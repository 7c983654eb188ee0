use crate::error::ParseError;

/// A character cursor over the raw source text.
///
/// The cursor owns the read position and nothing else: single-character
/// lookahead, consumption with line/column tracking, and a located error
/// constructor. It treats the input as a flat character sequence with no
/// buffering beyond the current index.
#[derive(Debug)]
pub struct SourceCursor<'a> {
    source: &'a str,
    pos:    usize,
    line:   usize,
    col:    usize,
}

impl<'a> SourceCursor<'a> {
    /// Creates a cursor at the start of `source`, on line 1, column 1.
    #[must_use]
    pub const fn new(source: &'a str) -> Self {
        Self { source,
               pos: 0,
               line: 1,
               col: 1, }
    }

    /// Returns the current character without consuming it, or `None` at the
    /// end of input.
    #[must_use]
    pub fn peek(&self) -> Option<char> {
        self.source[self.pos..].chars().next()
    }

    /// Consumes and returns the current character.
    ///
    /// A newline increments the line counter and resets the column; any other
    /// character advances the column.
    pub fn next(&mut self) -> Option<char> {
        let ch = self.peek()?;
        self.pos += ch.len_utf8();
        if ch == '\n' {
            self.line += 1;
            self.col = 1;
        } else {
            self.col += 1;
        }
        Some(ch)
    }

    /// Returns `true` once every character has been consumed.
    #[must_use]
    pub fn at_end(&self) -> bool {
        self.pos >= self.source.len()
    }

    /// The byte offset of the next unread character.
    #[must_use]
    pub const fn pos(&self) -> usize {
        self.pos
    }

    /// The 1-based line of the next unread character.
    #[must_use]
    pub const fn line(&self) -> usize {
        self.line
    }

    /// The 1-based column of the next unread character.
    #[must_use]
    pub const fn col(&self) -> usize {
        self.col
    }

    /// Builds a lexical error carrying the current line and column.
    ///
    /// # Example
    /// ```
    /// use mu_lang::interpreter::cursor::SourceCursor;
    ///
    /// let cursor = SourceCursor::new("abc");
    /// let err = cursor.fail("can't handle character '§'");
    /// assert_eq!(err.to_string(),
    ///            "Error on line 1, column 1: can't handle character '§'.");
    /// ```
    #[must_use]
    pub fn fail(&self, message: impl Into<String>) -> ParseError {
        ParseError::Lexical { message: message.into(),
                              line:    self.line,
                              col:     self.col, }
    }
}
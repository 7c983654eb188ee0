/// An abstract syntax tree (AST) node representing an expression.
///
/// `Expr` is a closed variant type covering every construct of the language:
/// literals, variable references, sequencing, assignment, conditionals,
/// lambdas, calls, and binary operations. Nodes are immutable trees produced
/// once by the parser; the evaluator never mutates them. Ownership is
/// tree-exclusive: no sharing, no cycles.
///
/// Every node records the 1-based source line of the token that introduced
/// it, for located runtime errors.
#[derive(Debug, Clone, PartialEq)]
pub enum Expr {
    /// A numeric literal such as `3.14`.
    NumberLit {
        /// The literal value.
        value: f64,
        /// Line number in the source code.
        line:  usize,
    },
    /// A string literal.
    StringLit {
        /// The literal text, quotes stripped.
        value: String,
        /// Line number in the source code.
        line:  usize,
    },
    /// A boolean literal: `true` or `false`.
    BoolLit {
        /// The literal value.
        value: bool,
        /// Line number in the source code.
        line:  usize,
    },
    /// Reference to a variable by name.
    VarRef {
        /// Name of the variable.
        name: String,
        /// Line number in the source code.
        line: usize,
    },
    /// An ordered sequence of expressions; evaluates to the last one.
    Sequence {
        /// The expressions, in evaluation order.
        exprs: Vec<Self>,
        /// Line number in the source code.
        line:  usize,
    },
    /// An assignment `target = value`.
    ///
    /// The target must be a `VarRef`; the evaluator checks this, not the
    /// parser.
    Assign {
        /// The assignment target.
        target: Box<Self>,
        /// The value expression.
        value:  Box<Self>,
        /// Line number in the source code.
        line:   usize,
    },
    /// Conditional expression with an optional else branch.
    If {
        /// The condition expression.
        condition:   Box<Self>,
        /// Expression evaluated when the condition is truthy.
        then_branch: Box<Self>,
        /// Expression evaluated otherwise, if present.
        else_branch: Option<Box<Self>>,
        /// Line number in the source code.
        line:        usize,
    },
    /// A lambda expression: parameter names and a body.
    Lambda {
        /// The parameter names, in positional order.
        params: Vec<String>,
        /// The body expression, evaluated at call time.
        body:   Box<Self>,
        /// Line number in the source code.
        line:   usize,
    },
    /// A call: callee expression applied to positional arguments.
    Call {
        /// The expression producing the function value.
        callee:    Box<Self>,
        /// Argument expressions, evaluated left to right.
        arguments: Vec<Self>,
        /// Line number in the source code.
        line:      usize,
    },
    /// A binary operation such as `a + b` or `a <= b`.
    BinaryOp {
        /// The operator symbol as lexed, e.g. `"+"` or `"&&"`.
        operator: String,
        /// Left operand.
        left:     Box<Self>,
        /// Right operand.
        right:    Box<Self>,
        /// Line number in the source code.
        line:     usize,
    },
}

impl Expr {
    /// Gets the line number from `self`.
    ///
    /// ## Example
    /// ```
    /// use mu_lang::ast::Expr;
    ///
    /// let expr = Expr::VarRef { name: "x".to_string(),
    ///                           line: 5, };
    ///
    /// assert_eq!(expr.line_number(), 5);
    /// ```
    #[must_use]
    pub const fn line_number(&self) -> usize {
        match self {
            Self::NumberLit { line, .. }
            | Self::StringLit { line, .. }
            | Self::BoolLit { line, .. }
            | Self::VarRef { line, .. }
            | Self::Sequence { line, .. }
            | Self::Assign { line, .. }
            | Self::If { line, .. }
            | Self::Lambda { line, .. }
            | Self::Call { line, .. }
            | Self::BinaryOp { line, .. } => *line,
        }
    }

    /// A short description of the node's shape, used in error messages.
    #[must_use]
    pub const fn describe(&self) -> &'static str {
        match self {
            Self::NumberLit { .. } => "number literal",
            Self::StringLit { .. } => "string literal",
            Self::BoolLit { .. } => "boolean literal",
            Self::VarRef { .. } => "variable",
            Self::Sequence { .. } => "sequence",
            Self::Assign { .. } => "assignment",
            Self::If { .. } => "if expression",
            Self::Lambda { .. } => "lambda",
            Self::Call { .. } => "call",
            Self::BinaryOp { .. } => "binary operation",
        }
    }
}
════════════════════
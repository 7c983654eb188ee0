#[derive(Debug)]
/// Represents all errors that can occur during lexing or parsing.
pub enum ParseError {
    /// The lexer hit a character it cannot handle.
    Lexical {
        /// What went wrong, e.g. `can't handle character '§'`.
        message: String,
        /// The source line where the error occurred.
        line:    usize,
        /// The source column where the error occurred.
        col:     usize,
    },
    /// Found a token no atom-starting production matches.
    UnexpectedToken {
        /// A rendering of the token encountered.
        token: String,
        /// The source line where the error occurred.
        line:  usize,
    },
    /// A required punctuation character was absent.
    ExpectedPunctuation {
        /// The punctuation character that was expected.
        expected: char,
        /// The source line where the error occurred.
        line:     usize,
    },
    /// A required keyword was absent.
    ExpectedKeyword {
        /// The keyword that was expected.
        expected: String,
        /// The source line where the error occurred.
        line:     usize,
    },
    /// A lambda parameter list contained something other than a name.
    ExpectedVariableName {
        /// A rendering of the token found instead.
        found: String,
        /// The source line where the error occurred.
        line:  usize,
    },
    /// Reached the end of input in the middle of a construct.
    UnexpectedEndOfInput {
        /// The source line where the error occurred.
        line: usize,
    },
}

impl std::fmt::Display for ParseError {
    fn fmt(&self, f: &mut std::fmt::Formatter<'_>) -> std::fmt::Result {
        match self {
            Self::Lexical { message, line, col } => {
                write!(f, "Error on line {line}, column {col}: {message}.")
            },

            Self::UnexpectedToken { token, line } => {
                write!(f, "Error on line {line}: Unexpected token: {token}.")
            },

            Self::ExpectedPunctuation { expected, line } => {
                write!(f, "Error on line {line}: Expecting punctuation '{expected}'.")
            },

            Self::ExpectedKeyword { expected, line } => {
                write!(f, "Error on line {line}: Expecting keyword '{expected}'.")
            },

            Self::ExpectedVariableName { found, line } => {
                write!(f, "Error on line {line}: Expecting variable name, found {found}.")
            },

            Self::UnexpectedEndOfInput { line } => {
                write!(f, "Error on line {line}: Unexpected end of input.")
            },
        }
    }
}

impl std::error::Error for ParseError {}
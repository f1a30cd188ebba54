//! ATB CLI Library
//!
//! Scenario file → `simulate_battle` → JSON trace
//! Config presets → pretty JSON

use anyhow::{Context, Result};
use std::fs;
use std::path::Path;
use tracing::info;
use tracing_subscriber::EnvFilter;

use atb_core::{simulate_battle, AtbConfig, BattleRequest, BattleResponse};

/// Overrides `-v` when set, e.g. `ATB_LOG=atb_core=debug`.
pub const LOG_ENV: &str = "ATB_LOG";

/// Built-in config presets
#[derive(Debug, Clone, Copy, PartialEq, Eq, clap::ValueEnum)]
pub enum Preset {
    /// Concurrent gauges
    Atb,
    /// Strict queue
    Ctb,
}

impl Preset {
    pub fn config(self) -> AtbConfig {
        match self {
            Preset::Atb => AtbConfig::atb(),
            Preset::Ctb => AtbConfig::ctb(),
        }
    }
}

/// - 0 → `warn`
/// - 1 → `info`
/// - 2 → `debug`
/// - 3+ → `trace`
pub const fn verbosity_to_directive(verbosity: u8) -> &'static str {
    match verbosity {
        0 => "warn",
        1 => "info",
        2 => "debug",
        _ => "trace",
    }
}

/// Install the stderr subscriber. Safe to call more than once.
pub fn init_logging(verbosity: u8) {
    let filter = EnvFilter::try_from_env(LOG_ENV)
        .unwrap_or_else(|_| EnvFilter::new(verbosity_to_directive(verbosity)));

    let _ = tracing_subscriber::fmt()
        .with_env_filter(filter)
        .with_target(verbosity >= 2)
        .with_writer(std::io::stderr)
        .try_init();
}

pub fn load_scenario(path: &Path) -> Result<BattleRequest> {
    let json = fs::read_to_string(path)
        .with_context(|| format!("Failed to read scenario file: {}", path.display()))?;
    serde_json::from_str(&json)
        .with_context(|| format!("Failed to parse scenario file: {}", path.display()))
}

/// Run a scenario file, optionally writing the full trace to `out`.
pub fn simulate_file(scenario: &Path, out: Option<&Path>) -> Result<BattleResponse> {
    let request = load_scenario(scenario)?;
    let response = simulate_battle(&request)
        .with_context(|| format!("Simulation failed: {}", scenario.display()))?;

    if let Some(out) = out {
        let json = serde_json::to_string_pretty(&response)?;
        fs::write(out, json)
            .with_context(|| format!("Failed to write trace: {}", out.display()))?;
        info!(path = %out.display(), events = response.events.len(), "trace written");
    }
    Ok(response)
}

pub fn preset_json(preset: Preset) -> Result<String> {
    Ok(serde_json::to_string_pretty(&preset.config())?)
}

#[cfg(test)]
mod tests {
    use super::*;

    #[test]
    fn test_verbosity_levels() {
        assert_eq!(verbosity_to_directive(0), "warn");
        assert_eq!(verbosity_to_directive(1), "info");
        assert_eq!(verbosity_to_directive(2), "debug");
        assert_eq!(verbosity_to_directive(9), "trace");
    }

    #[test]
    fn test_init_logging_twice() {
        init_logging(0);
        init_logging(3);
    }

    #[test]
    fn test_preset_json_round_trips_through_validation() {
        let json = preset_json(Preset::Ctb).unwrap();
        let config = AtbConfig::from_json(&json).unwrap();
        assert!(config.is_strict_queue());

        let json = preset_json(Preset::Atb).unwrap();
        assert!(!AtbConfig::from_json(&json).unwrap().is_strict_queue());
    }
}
════════════════════
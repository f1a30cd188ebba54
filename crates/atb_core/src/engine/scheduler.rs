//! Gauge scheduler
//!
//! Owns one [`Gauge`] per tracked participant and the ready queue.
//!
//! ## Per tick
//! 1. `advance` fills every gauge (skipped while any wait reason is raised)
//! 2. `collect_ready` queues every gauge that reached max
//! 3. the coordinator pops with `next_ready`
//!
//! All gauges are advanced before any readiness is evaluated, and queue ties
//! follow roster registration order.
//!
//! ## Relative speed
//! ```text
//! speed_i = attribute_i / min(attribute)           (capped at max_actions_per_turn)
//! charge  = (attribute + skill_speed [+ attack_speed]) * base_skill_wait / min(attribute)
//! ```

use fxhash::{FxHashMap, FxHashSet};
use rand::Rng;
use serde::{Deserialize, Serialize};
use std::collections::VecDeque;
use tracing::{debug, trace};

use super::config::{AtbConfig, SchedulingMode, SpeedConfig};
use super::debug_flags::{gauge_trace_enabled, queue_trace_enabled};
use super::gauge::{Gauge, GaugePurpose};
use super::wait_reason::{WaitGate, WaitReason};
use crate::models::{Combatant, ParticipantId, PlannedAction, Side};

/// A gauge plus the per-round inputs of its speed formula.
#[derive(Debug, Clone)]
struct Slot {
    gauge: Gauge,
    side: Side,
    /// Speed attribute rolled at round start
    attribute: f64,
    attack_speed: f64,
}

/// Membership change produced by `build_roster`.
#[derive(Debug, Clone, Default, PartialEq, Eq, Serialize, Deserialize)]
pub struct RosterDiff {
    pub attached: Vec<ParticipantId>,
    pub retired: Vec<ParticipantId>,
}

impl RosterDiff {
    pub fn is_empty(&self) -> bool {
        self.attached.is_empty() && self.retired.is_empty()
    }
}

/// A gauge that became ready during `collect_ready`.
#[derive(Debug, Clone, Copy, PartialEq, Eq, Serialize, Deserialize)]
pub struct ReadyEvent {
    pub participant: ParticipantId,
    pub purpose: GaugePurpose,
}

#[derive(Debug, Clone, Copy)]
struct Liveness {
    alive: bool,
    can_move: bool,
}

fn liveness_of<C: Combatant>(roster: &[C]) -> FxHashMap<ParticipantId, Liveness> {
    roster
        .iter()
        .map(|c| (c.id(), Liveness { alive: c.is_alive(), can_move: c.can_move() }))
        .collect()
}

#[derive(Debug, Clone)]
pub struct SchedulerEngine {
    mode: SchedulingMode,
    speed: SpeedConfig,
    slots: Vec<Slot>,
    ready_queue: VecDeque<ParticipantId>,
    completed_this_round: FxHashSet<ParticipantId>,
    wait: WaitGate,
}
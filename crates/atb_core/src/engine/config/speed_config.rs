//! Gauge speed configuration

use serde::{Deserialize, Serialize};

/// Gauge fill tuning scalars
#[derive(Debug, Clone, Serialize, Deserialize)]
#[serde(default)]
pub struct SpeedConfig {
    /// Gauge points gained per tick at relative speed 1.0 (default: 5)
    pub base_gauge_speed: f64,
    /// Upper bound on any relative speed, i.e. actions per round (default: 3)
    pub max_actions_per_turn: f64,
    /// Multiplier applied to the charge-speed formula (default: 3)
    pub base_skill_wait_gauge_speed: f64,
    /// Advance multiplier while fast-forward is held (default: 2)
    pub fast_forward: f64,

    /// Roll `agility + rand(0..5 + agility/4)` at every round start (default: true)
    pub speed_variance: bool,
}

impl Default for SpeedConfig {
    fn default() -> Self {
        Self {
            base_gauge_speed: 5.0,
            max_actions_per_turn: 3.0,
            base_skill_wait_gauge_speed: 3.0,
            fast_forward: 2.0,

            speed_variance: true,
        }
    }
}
════════════════════
How many lines of the material above contain the string "derive"? Answer with the number only.

10